The method of claim 1,
The pre-entered tag is disposed adjacent to the first letter of the phrase and the last letter of the sentence included in the input text,
The processor is
An apparatus, characterized in that inserting a comma in front of a letter corresponding to a label for distinguishing the phrase in the translation target text, and inserting a period after a letter corresponding to a label for distinguishing the sentence.

The method of claim 1,
The pre-entered tag is disposed adjacent to the last character of the phrase and the last character of the sentence included in the input text,
The processor is
and inserting a comma after a letter corresponding to a label for discriminating the phrase in the translation target text, and inserting a period after a letter corresponding to a label for discriminating the sentence.

The method of claim 1,
The processor is
generating learning data including a label for each character included in the input text for distinguishing the sentence and the phrase based on the pre-input tag and the characters included in the input text,
and determining a characteristic function for each character included in the input text based on the learning data.

The method of claim 1,
wherein the characteristic function is determined based on a specific character included in the input text, a position of the specific character, a label corresponding to the specific character, and a label corresponding to another character adjacent to the specific character, Device.

The method of claim 1,
The processor is
determining a plurality of characteristic functions for each character included in the input text;
Giving different weights to each of the plurality of characteristic functions,
The apparatus, characterized in that calculating the appearance probability based on the return value of the plurality of characteristic functions and the weight.

The method of claim 1,
The processor is
Calculating the appearance probability according to a conditional random field (CRF), and obtaining the label sequence.

The method of claim 1,
The label sequence is characterized in that the sequence with the highest probability of the occurrence of the letter sequence among the plurality of label sequences.

The method of claim 1,
The processor is
and providing a result text including the translation target text and the punctuation marks.

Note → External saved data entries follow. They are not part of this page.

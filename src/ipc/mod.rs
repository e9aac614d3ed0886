pub mod auth;
pub mod socket_client;
pub mod tcp_client;

use std::future::Future;
use std::time::Duration;

use async_trait::async_trait;
use serde::{Deserialize, Serialize};
use tokio::io::{AsyncRead, AsyncReadExt, AsyncWrite, AsyncWriteExt};

use crate::error::{RelayError, Result};

/// Replies are read in a single receive into a buffer of this size.
pub const REPLY_BUFFER_SIZE: usize = 4096;

/// A TCP host and port for the companion app.
#[derive(Debug, Clone, PartialEq, Eq, Serialize, Deserialize)]
pub struct Endpoint {
    pub host: String,
    pub port: u16,
}

impl Endpoint {
    pub fn new(host: impl Into<String>, port: u16) -> Self {
        Self {
            host: host.into(),
            port,
        }
    }
}

impl std::fmt::Display for Endpoint {
    fn fmt(&self, f: &mut std::fmt::Formatter<'_>) -> std::fmt::Result {
        write!(f, "{}:{}", self.host, self.port)
    }
}

/// One way of reaching the companion app.
#[async_trait]
pub trait Channel: Send + Sync {
    /// Short name used in logs.
    fn name(&self) -> &'static str;

    /// Whether the channel's address exists right now. Channels without a
    /// cheap presence check report `true`.
    fn is_present(&self) -> bool {
        true
    }

    /// Send `payload` and, if `await_reply`, return whatever the peer answers
    /// in one bounded read. `Ok(None)` means the payload went out but no reply
    /// bytes came back.
    async fn send(&self, payload: &[u8], await_reply: bool) -> Result<Option<Vec<u8>>>;
}

/// Builds a remote channel once the endpoint is known.
pub trait Dialer: Send + Sync {
    fn dial(&self, endpoint: &Endpoint) -> Box<dyn Channel>;
}

/// Write the payload, then optionally read a single reply.
///
/// No framing: the payload is written as-is and the reply is whatever one
/// read returns, capped at [`REPLY_BUFFER_SIZE`].
pub async fn deliver<S>(stream: &mut S, payload: &[u8], await_reply: bool) -> Result<Option<Vec<u8>>>
where
    S: AsyncRead + AsyncWrite + Unpin,
{
    stream
        .write_all(payload)
        .await
        .map_err(|e| RelayError::Ipc {
            reason: format!("write failed: {}", e),
        })?;

    if !await_reply {
        if let Err(e) = stream.shutdown().await {
            tracing::debug!("shutdown after send failed: {}", e);
        }
        return Ok(None);
    }

    tracing::debug!("waiting for response");
    let mut buf = vec![0u8; REPLY_BUFFER_SIZE];
    let n = stream.read(&mut buf).await.map_err(|e| RelayError::Ipc {
        reason: format!("read failed: {}", e),
    })?;
    if n == 0 {
        return Ok(None);
    }
    buf.truncate(n);
    tracing::debug!("received response: {}", String::from_utf8_lossy(&buf));
    Ok(Some(buf))
}

/// Run `fut` with an upper bound, mapping expiry to [`RelayError::Timeout`].
pub(crate) async fn within<T, F>(operation: &'static str, limit: Duration, fut: F) -> Result<T>
where
    F: Future<Output = Result<T>>,
{
    match tokio::time::timeout(limit, fut).await {
        Ok(result) => result,
        Err(_) => Err(RelayError::Timeout {
            operation,
            after: limit,
        }),
    }
}

#[cfg(test)]
mod tests {
    use super::*;
    use tokio_test::io::Builder;

    #[tokio::test]
    async fn test_deliver_reads_single_reply() {
        let mut stream = Builder::new()
            .write(br#"{"event":"PermissionRequest"}"#)
            .read(br#"{"decision":"allow"}"#)
            .build();

        let reply = deliver(&mut stream, br#"{"event":"PermissionRequest"}"#, true)
            .await
            .unwrap();
        assert_eq!(reply.as_deref(), Some(&br#"{"decision":"allow"}"#[..]));
    }

    #[tokio::test]
    async fn test_deliver_without_reply_skips_read() {
        let mut stream = Builder::new().write(b"{}").build();
        let reply = deliver(&mut stream, b"{}", false).await.unwrap();
        assert!(reply.is_none());
    }

    #[tokio::test]
    async fn test_deliver_closed_before_reply() {
        let mut stream = Builder::new().write(b"{}").build();
        let reply = deliver(&mut stream, b"{}", true).await.unwrap();
        assert!(reply.is_none());
    }

    #[tokio::test]
    async fn test_within_maps_expiry_to_timeout() {
        let result: Result<()> = within("probe", Duration::from_millis(10), async {
            tokio::time::sleep(Duration::from_secs(5)).await;
            Ok(())
        })
        .await;
        assert!(matches!(
            result,
            Err(RelayError::Timeout {
                operation: "probe",
                ..
            })
        ));
    }

    #[test]
    fn test_endpoint_display() {
        assert_eq!(Endpoint::new("100.64.0.1", 4851).to_string(), "100.64.0.1:4851");
    }
}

A method for identifying sentences and phrases in a Chinese character document, the method comprising:
receiving input text including pre-entered tags for discriminating sentences and phrases;
determining a characteristic function for each character included in the input text;
receiving text to be translated;
calculating an appearance probability of each of a plurality of label sequences for discriminating the sentence and the phrase with respect to the character sequence included in the translation target text by using the characteristic function;
obtaining a label sequence corresponding to the letter sequence from among the plurality of label sequences based on the appearance probability;
and inserting a punctuation mark for distinguishing the sentence and the phrase into the translation target text based on the label sequence.